Nick Ferrari was discussing the latest news on Brexit with David Davis, Conservative MP and former Brexit Secretary as reports have said that Boris Johnson is standing defiant of the EU before negotiations resume, while the bloc tease the idea of extending the transition period for a further two years.

Mr Davis revealed that the UK would have foreseen this, telling Nick that "the end of the negotiation gets very hard and tough" and with all that has gone on in the world in the past few months, the EU's offer of a Brexit extension is the poison apple that the UK negotiators must steer clear from.

Nick asked the former Brexit Secretary what his reaction was to Michel Barnier's offer of a two year Brexit extension. Mr Davis insisted that he wasn't surprised and found it funny that it finally came up, telling listeners that "they want our money for another two years."

Mr Davis added that UK delegates must refuse the offer, adding that "every single time we extend we weaken our position and strengthen theirs" and we cannot afford to continue this charade as we approach the deadline.

He backed up his idea by reminding Nick that the only time economy hiccuped was when "Theresa May extended from March 29th then suddenly everything fell out of bed" as businesses had prepared to leave on that date, throwing their preparations into disarray.

Michel Barnier offered the UK a two year Brexit extension
Michel Barnier offered the UK a two year Brexit extension. Picture: PA

Mr Davis told listeners that the EU's financial situation is "very poor" because of coronavirus and this is motivating the EU to offer the UK an extension. Nick admitted that Mr Davis predicted this outcome "years ago", whereby the former Brexit Secretary briefed listeners on the politics of these negotiations and how the European Union generally operate in trade deals.

"If you divide the people in the negotiations into two groups" he began, the EU has a different approach depending on who they're dealing with. "Those who are smaller than them" Mr Davis said, adding these people are usually states looking for EU membership "get bullied" in negotiations. The other side are countries bigger or the same size as the EU "like China and India" and they, according to Mr Davis "never get a deal." The UK is somewhere in between the two he said and "they have to have a deal"

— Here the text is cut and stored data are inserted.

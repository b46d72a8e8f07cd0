//! Array-based representation of an automaton for storage and exchange.

use crate::core::{Automaton, AutomatonKind, Label, StateId};
use crate::exchange::error::ExchangeError;
use serde::{Deserialize, Serialize};
use std::collections::BTreeSet;

/// A transition as stored on disk. `symbol` is `None` for epsilon.
#[derive(Clone, Debug, PartialEq, Eq, Serialize, Deserialize)]
pub struct TransitionRecord {
    pub from: StateId,
    pub to: Vec<StateId>,
    pub symbol: Option<String>,
}

/// Plain-list form of an [`Automaton`].
///
/// Lists produced from an automaton are sorted; lists read from elsewhere
/// may contain duplicates and are deduplicated on conversion.
#[derive(Clone, Debug, PartialEq, Eq, Serialize, Deserialize)]
#[serde(rename_all = "camelCase")]
pub struct AutomatonRecord {
    pub kind: AutomatonKind,
    pub states: Vec<StateId>,
    pub alphabet: Vec<String>,
    pub transitions: Vec<TransitionRecord>,
    pub start_state: StateId,
    pub accept_states: Vec<StateId>,
    pub next_state_id: StateId,
}

impl From<&Automaton> for AutomatonRecord {
    fn from(automaton: &Automaton) -> Self {
        Self {
            kind: automaton.kind,
            states: automaton.states.iter().copied().collect(),
            alphabet: automaton.alphabet.iter().cloned().collect(),
            transitions: automaton
                .transitions
                .iter()
                .map(|t| TransitionRecord {
                    from: t.from,
                    to: t.to.iter().copied().collect(),
                    symbol: t.label.as_symbol().map(str::to_string),
                })
                .collect(),
            start_state: automaton.start_state,
            accept_states: automaton.accept_states.iter().copied().collect(),
            next_state_id: automaton.next_state_id,
        }
    }
}

impl TryFrom<AutomatonRecord> for Automaton {
    type Error = ExchangeError;

    /// Rebuild an automaton by replaying the record through the builder.
    ///
    /// The state set and id counter are taken as-is once the counter is known
    /// to exceed every listed id, so gaps left by removed states survive the
    /// round trip. The start state, transitions and accept states are then
    /// re-added with the usual checks.
    fn try_from(record: AutomatonRecord) -> Result<Self, Self::Error> {
        let states: BTreeSet<StateId> = record.states.iter().copied().collect();
        let Some(&highest) = states.iter().next_back() else {
            return Err(ExchangeError::ValidationFailed(
                "record has no states".to_string(),
            ));
        };
        if record.next_state_id <= highest {
            return Err(ExchangeError::ValidationFailed(format!(
                "nextStateId {} must exceed every state id (highest is {highest})",
                record.next_state_id
            )));
        }

        let mut automaton = Automaton {
            states,
            next_state_id: record.next_state_id,
            ..Automaton::new(record.kind, record.alphabet)?
        }
        .set_start_state(record.start_state)?;

        for transition in record.transitions {
            let label = transition.symbol.map_or(Label::Epsilon, Label::Symbol);
            automaton = automaton.add_transition(transition.from, transition.to, label)?;
        }

        let accept_states: BTreeSet<StateId> = record.accept_states.into_iter().collect();
        for id in accept_states {
            automaton = automaton.add_accept_state(id)?;
        }

        tracing::debug!(
            states = automaton.states.len(),
            transitions = automaton.transitions.len(),
            "restored automaton from record"
        );

        Ok(automaton)
    }
}

#[cfg(test)]
mod tests {
    use super::*;
    use crate::builder::BuildError;

    fn sample() -> Automaton {
        let a = Automaton::new(AutomatonKind::Nfa, ["a", "b"]).unwrap();
        let (a, q1) = a.add_state();
        let (a, q2) = a.add_state();
        let (a, q3) = a.add_state();
        a.remove_state(q2)
            .unwrap()
            .add_transition(0, [q1, q3], Label::symbol("a"))
            .unwrap()
            .add_transition(q1, [q3], Label::Epsilon)
            .unwrap()
            .set_start_state(q1)
            .unwrap()
            .add_accept_state(q3)
            .unwrap()
    }

    fn record() -> AutomatonRecord {
        AutomatonRecord::from(&sample())
    }

    #[test]
    fn record_uses_sorted_lists_and_null_epsilon() {
        let record = record();

        assert_eq!(record.states, vec![0, 1, 3]);
        assert_eq!(record.alphabet, vec!["a", "b"]);
        assert_eq!(record.next_state_id, 4);
        assert_eq!(record.start_state, 1);
        assert_eq!(record.accept_states, vec![3]);
        assert_eq!(
            record.transitions[1],
            TransitionRecord {
                from: 1,
                to: vec![3],
                symbol: None,
            }
        );
    }

    #[test]
    fn record_json_uses_camel_case() {
        let json = serde_json::to_value(record()).unwrap();

        assert_eq!(json["kind"], "NFA");
        assert_eq!(json["startState"], 1);
        assert_eq!(json["nextStateId"], 4);
        assert_eq!(json["acceptStates"], serde_json::json!([3]));
        assert!(json["transitions"][1]["symbol"].is_null());
    }

    #[test]
    fn conversion_round_trips() {
        let original = sample();
        let restored = Automaton::try_from(AutomatonRecord::from(&original)).unwrap();
        assert_eq!(restored, original);
    }

    #[test]
    fn duplicates_in_lists_collapse() {
        let mut record = record();
        record.states.push(3);
        record.alphabet.push("a".to_string());
        record.accept_states.push(3);
        record.transitions[0].to.push(1);

        let restored = Automaton::try_from(record).unwrap();

        assert_eq!(restored, sample());
    }

    #[test]
    fn empty_state_list_is_rejected() {
        let mut record = record();
        record.states.clear();

        assert!(matches!(
            Automaton::try_from(record),
            Err(ExchangeError::ValidationFailed(_))
        ));
    }

    #[test]
    fn stale_counter_is_rejected() {
        let mut record = record();
        record.next_state_id = 3;

        assert!(matches!(
            Automaton::try_from(record),
            Err(ExchangeError::ValidationFailed(_))
        ));
    }

    #[test]
    fn sparse_ids_restore_without_filling_gaps() {
        let record = AutomatonRecord {
            kind: AutomatonKind::Dfa,
            states: vec![0, 1_000_000],
            alphabet: vec!["a".to_string()],
            transitions: vec![
                TransitionRecord {
                    from: 0,
                    to: vec![1_000_000],
                    symbol: Some("a".to_string()),
                },
                TransitionRecord {
                    from: 1_000_000,
                    to: vec![0],
                    symbol: Some("a".to_string()),
                },
            ],
            start_state: 1_000_000,
            accept_states: vec![0],
            next_state_id: 1_000_001,
        };

        let restored = Automaton::try_from(record.clone()).unwrap();

        assert_eq!(restored.states, BTreeSet::from([0, 1_000_000]));
        assert_eq!(restored.start_state, 1_000_000);
        assert_eq!(restored.next_state_id, 1_000_001);
        assert_eq!(AutomatonRecord::from(&restored), record);
        assert_eq!(restored.add_state().1, 1_000_001);
    }

    #[test]
    fn huge_counter_is_accepted_as_is() {
        let mut record = record();
        record.next_state_id = usize::MAX;

        let restored = Automaton::try_from(record).unwrap();

        assert_eq!(restored.next_state_id, usize::MAX);
        assert_eq!(restored.states, sample().states);
    }

    #[test]
    fn builder_checks_apply_to_records() {
        let mut record = record();
        record.start_state = 2;
        assert_eq!(
            Automaton::try_from(record),
            Err(ExchangeError::Build(BuildError::UnknownState(2)))
        );

        let mut record = self::record();
        record.kind = AutomatonKind::Dfa;
        assert_eq!(
            Automaton::try_from(record),
            Err(ExchangeError::Build(BuildError::MultipleDestinations {
                count: 2
            }))
        );

        let mut record = self::record();
        record.alphabet.clear();
        assert_eq!(
            Automaton::try_from(record),
            Err(ExchangeError::Build(BuildError::EmptyAlphabet))
        );
    }
}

Mr Davis added that the UK's remarkable economic situation throughout the negotiations is testament to how well prepared the country is to leave. "For the economy to just charge on through that is amazing" he said.

"Boris has to talk to the heads of the government" the former Brexit Secretary told Nick when asked for a forecast of the next month. He predicted that Boris Johnson's argument will be that "we want a deal, but we want a deal which is fair to both of us so let's sign on something which does that, not keep putting it off forever."